We've lost something precious in those ensuing years. There is nothing wrong with innocence. There is nothing wrong with not knowing every negative detail about someone's life.
50 years! This is what spooks me the most. I have a cousin who will celebrate her 50th wedding anniversary in a year. My own 50th high school will be in less than four years.
Now there is far less time than there is more.
At times--usually early in the mornng when I can't sleep--this weighs heavily on my mind.
But it makes me grateful as well.
I write this on a two hour flight from Cancun to Mexico City. This follows a two week Southern Caribbean cruise and a week on the Mexican Riviera.
The 14 year old boy skimming stones and twigs off the hospital pond that weekend long ago could never have imagined all he'd have waiting for him
While waiting for the fight, I noticed a slogan on an aircraft of an unidentified airline: 'Live the dream' it said.

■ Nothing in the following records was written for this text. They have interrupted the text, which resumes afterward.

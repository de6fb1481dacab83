//! Session settings
//!
//! Read from a JSON file. Missing fields fall back to their defaults, so a
//! settings file only needs the values it wants to change.

use std::fs;
use std::path::Path;

use serde::{Deserialize, Serialize};
use thiserror::Error;

use crate::consts::{MAP_HEIGHT, MAP_WIDTH, TILE_SIZE};

/// Largest accepted map edge, in tiles
pub const MAX_MAP_TILES: u32 = 1024;
/// Largest accepted tile edge, in pixels
pub const MAX_TILE_SIZE: u32 = 256;

#[derive(Debug, Error)]
pub enum SettingsError {
    #[error("failed to read settings: {0}")]
    Io(#[from] std::io::Error),
    #[error("invalid settings JSON: {0}")]
    Parse(#[from] serde_json::Error),
    #[error("invalid settings: {0}")]
    Invalid(String),
}

/// Quality preset levels
#[derive(Debug, Clone, Copy, PartialEq, Eq, Serialize, Deserialize, Default)]
pub enum QualityPreset {
    Low,
    #[default]
    Medium,
    High,
}

impl QualityPreset {
    /// Display name, used in the startup log
    pub fn as_str(&self) -> &'static str {
        match self {
            QualityPreset::Low => "Low",
            QualityPreset::Medium => "Medium",
            QualityPreset::High => "High",
        }
    }

    /// Maximum live particles for this preset
    pub fn max_particles(&self) -> usize {
        match self {
            QualityPreset::Low => 64,
            QualityPreset::Medium => 256,
            QualityPreset::High => 1024,
        }
    }
}

#[derive(Debug, Clone, PartialEq, Serialize, Deserialize)]
#[serde(default)]
pub struct Settings {
    /// Map width in tiles
    pub map_width: u32,
    /// Map height in tiles
    pub map_height: u32,
    /// Tile edge in pixels
    pub tile_size: u32,
    /// Fixed run seed; random when absent
    pub seed: Option<u64>,

    pub quality: QualityPreset,
    /// Spawn/despawn bursts
    pub particles: bool,

    /// Length of a headless demo run, in seconds
    pub run_seconds: f32,
}

impl Default for Settings {
    fn default() -> Self {
        Self {
            map_width: MAP_WIDTH,
            map_height: MAP_HEIGHT,
            tile_size: TILE_SIZE,
            seed: None,
            quality: QualityPreset::Medium,
            particles: true,
            run_seconds: 120.0,
        }
    }
}

impl Settings {
    /// Parse and validate
    pub fn from_json(json: &str) -> Result<Self, SettingsError> {
        let settings: Self = serde_json::from_str(json)?;
        settings.validate()?;
        Ok(settings)
    }

    /// Reject map shapes the simulation cannot run on
    pub fn validate(&self) -> Result<(), SettingsError> {
        for (name, value, max) in [
            ("map_width", self.map_width, MAX_MAP_TILES),
            ("map_height", self.map_height, MAX_MAP_TILES),
            ("tile_size", self.tile_size, MAX_TILE_SIZE),
        ] {
            if value == 0 || value > max {
                return Err(SettingsError::Invalid(format!(
                    "{name} must be between 1 and {max}, got {value}"
                )));
            }
        }
        if !self.run_seconds.is_finite() || self.run_seconds < 0.0 {
            return Err(SettingsError::Invalid(format!(
                "run_seconds must be a non-negative number, got {}",
                self.run_seconds
            )));
        }
        Ok(())
    }

    pub fn to_json(&self) -> Result<String, SettingsError> {
        Ok(serde_json::to_string_pretty(self)?)
    }

    pub fn load_from(path: impl AsRef<Path>) -> Result<Self, SettingsError> {
        let json = fs::read_to_string(path)?;
        Self::from_json(&json)
    }

    /// Load from `path`, falling back to defaults on any failure
    pub fn load(path: impl AsRef<Path>) -> Self {
        let path = path.as_ref();
        match Self::load_from(path) {
            Ok(settings) => {
                log::info!("Loaded settings from {}", path.display());
                settings
            }
            Err(err) => {
                log::warn!("{err}; using default settings");
                Self::default()
            }
        }
    }

    pub fn save_to(&self, path: impl AsRef<Path>) -> Result<(), SettingsError> {
        fs::write(path, self.to_json()?)?;
        Ok(())
    }

    /// Effective particle count cap
    pub fn max_particles(&self) -> usize {
        if !self.particles {
            0
        } else {
            self.quality.max_particles()
        }
    }
}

A friend reminded me recently that I've had a very good life, an envious one, he said.
And, yes, it has been good. Very good. And while I don't relish Medicare as my primary health insurance, I realize I've had 20 more years of life than the young President killed 50 years ago today. Almost 25 more than his young son who, as a child, saluted his father's coffin. I've even had more years than his young widow.
I have lived the dream and my friend is right.
It's been a very good life.
And we need benchmarks like this to see to recognize these things.